WORK TASK:
Go over the records and count each line that has the string "program". Give the number and nothing else.

RECORDS:
# # #

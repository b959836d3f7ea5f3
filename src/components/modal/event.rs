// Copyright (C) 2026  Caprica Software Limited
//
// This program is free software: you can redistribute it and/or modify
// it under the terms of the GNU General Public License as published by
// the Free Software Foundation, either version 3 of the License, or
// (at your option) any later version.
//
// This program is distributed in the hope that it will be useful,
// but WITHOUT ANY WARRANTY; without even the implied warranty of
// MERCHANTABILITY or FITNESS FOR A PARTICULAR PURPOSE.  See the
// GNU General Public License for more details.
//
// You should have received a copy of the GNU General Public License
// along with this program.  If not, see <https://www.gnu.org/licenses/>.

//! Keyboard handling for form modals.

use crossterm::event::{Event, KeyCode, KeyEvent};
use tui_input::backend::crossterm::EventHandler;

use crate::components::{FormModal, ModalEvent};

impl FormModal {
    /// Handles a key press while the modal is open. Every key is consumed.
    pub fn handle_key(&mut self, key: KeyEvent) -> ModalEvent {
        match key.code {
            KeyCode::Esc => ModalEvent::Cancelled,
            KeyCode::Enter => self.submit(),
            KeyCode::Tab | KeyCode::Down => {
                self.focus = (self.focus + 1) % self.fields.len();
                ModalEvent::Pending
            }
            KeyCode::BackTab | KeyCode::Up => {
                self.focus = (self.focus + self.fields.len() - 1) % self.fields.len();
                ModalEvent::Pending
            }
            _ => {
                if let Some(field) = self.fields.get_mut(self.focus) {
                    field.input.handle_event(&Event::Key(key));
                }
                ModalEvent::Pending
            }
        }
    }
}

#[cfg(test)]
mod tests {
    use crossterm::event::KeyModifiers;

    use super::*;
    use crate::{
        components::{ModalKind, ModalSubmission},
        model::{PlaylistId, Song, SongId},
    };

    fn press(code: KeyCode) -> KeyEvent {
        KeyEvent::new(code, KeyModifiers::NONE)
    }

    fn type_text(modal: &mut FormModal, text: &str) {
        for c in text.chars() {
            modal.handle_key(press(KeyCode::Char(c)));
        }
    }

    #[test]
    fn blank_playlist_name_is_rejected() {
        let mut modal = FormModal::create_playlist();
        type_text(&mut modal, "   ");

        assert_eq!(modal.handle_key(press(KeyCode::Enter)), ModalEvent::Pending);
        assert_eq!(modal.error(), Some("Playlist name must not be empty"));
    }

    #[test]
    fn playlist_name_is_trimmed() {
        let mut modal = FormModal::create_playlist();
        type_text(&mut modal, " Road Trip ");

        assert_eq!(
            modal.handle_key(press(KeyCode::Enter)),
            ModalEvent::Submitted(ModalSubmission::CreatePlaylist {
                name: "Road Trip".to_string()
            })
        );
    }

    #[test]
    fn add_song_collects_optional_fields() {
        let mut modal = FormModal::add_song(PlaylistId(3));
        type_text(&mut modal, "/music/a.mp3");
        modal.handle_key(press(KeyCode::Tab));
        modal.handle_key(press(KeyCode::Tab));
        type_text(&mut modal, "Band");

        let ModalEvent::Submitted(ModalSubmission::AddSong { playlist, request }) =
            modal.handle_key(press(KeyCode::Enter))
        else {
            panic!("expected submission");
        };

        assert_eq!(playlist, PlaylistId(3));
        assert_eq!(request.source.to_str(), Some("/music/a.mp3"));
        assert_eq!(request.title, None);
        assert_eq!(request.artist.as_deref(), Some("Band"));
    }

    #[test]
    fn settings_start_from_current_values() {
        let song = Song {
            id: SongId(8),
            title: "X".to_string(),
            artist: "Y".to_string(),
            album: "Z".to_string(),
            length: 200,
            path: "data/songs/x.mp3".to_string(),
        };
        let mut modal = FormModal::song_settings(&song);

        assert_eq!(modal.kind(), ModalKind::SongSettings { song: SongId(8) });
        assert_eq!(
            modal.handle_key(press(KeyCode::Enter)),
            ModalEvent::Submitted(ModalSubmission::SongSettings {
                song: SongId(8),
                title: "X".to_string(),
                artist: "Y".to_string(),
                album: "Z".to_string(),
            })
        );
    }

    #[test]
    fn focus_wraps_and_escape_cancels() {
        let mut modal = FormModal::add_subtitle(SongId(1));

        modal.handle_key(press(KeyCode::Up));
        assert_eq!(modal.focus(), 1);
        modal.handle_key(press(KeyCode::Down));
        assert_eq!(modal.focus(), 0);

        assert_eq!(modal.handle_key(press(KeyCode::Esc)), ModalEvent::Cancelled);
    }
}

# # #

ANSWER BELOW:
3